When I work in order to check another goal off my list, I do indeed gain satisfaction. But when I accomplish the task, the joy lasts only a few minutes. Then I'm off to the next item on my list. In between I experience tension and a subtle anxiety - will I have enough time to do all I want to get done today? Am I doing the right thing or could I spend my time doing something else? What if I don't get everything done? So, I go from momentary joy to momentary joy, with long periods of subtle stress in between.

Somehow I don't think Br. Joe stressed out. Although there are several reasons we easily could point to, fundamentally I think it was because he knew that it was how he did the work that mattered. The doing of the work, not the accomplishing of the task, brought fullness and meaning. So, he spent all his time being nourished by what he was doing instead of being drained by the pressure to complete an unending, demanding list of tasks.

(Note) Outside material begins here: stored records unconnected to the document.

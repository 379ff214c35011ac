//! etf-server – entry point.
//!
//! Startup order:
//! 1. Parse the command line and configuration from environment variables.
//! 2. Initialise structured tracing (JSON or pretty, optional daily log file).
//! 3. Open the SQLite database, run pending migrations and seed the ETF catalogue.
//! 4. Start the investment-day scheduler in a background task.
//! 5. Build the Axum router and start the HTTP server with graceful shutdown.

use std::net::SocketAddr;
use std::sync::Arc;

use clap::{Parser, Subcommand};
use tokio::sync::watch;
use tracing::{info, warn};
use tracing_appender::non_blocking::WorkerGuard;
use tracing_subscriber::fmt::writer::{BoxMakeWriter, MakeWriterExt};

use etf_server::config::{Config, DEV_JWT_SECRET};
use etf_server::entities::{database_file, EtfStore, SqliteStore};
use etf_server::routes;
use etf_server::services::scheduler::Scheduler;
use etf_server::state::AppState;

#[derive(Parser)]
#[command(name = "etf-server", version, about = "ETF investment backend")]
struct Cli {
    #[command(subcommand)]
    command: Option<Command>,
}

#[derive(Subcommand)]
enum Command {
    #[command(about = "Run the HTTP server and scheduler (default)")]
    Serve,

    #[command(about = "Create the database schema and seed the ETF catalogue")]
    InitDb {
        #[arg(long, help = "Delete the existing database file first")]
        reset: bool,
    },
}

#[tokio::main]
async fn main() -> anyhow::Result<()> {
    // ── 1. Command line & configuration ────────────────────────────────────────
    let cli = Cli::parse();
    let cfg = Config::from_env();

    // ── 2. Tracing ─────────────────────────────────────────────────────────────
    let _log_guard = init_tracing(&cfg);
    info!(version = env!("CARGO_PKG_VERSION"), "etf-server starting");

    match cli.command.unwrap_or(Command::Serve) {
        Command::Serve => serve(cfg).await,
        Command::InitDb { reset } => init_db(&cfg, reset).await,
    }
}

/// Install the global subscriber. The returned guard flushes the log file on drop.
fn init_tracing(cfg: &Config) -> Option<WorkerGuard> {
    // Warn loudly if the configured value is not a valid filter expression.
    let env_filter = match tracing_subscriber::EnvFilter::try_from_default_env() {
        Ok(f) => f,
        Err(_) => match cfg.log_level.parse::<tracing_subscriber::EnvFilter>() {
            Ok(f) => f,
            Err(e) => {
                eprintln!(
                    "WARN: ETF_LOG='{}' is not a valid tracing filter ({}); \
                     falling back to 'info'",
                    cfg.log_level, e
                );
                tracing_subscriber::EnvFilter::new("info")
            }
        },
    };

    let (writer, guard) = match &cfg.log_dir {
        Some(dir) => {
            let appender = tracing_appender::rolling::daily(dir, "etf-server.log");
            let (file, guard) = tracing_appender::non_blocking(appender);
            (BoxMakeWriter::new(std::io::stdout.and(file)), Some(guard))
        }
        None => (BoxMakeWriter::new(std::io::stdout), None),
    };

    let subscriber = tracing_subscriber::fmt()
        .with_env_filter(env_filter)
        .with_writer(writer)
        .with_ansi(cfg.log_dir.is_none())
        .with_target(true)
        .with_thread_ids(true);

    if cfg.log_json {
        subscriber.json().init();
    } else {
        subscriber.init();
    }
    guard
}

async fn init_db(cfg: &Config, reset: bool) -> anyhow::Result<()> {
    if reset {
        match database_file(&cfg.database_url) {
            Some(path) if path.exists() => {
                tokio::fs::remove_file(&path).await?;
                info!(path = %path.display(), "removed existing database");
            }
            Some(_) => {}
            None => warn!(database_url = %cfg.database_url, "nothing to reset for this database"),
        }
    }

    let store = SqliteStore::connect(&cfg.database_url).await?;
    let inserted = store.seed_etfs().await?;
    info!(database_url = %cfg.database_url, inserted, "database initialised");
    store.close().await;
    Ok(())
}

async fn serve(cfg: Config) -> anyhow::Result<()> {
    if cfg.jwt_secret == DEV_JWT_SECRET {
        warn!("JWT_SECRET_KEY is not set; using the development secret");
    }

    // ── 3. Database ────────────────────────────────────────────────────────────
    let store = SqliteStore::connect(&cfg.database_url).await?;
    let inserted = store.seed_etfs().await?;
    info!(database_url = %cfg.database_url, seeded = inserted, "database ready");

    let addr: SocketAddr = cfg.bind_address.parse()?;
    let state = Arc::new(AppState::with_http_advisor(cfg, store)?);

    // ── 4. Scheduler ───────────────────────────────────────────────────────────
    let (shutdown_tx, shutdown_rx) = watch::channel(false);
    let scheduler = if state.config.scheduler_enabled {
        Some(Scheduler::new(Arc::clone(&state)).spawn(shutdown_rx))
    } else {
        info!("scheduler disabled");
        None
    };

    // ── 5. HTTP server with graceful shutdown ──────────────────────────────────
    let app = routes::build(Arc::clone(&state));
    let listener = tokio::net::TcpListener::bind(addr).await?;
    info!(%addr, "HTTP server listening");

    axum::serve(listener, app)
        .with_graceful_shutdown(shutdown_signal())
        .await?;

    let _ = shutdown_tx.send(true);
    if let Some(handle) = scheduler {
        if let Err(e) = handle.await {
            warn!(error = %e, "scheduler task ended abnormally");
        }
    }
    state.store.close().await;

    info!("etf-server stopped");
    Ok(())
}

/// Returns a future that resolves when SIGINT (Ctrl-C) or SIGTERM is received.
async fn shutdown_signal() {
    let ctrl_c = async {
        if let Err(e) = tokio::signal::ctrl_c().await {
            warn!(error = %e, "failed to install CTRL+C signal handler");
        }
    };

    #[cfg(unix)]
    let terminate = async {
        use tokio::signal::unix::{signal, SignalKind};
        match signal(SignalKind::terminate()) {
            Ok(mut s) => {
                s.recv().await;
            }
            Err(e) => warn!(error = %e, "failed to install SIGTERM handler"),
        }
    };

    #[cfg(not(unix))]
    let terminate = std::future::pending::<()>();

    tokio::select! {
        _ = ctrl_c => {}
        _ = terminate => {}
    }

    info!("shutdown signal received; starting graceful shutdown");
}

When life consists of accomplishing goals, we rate ourselves by whether or not we have made our objectives, instead of asking whether or not our environment is richer for our being in it. We soon do all we can to control our circumstances so that we might achieve, finding ways enabling us to control others so that they help us meet our goals. Yes, organization is necessary. But, control generally is not.

Loving painting leads one to engage lovingly with all one encounters, whether human or nonhuman. The need to control leads to oppression and injustice, rationalizing extracting whatever we can from others. On the other hand, loving engagement leads us to the desire to cooperate, to asking how we can contribute to the good of the other.

Our technology today uses toxic chemicals and fossil fuels to produce commodities that we then throw out, poisoning the poor who live near or on our dumps and contaminating the aquifers that supply our wells. To obtain energy to fuel our growth we tear down mountains, destroying their streams and the communities who live there. Yet spiders produce filaments stronger than Kevlar, using only the sun's energy and nontoxic materials. Trees pump water hundreds of feet in the air to their leaves without any fossil fuels. Spiders and trees work well - they collaborate with their environment and don't despoil it. They design with nature, not against it.

Br. Joe considered Phil's visit a marvelous opportunity, not an obstacle he needed to overcome so he could finish the railing. Perhaps if we really learned how to paint, we might learn to delight in our nonhuman neighbors rather than control them. What might our world look like then?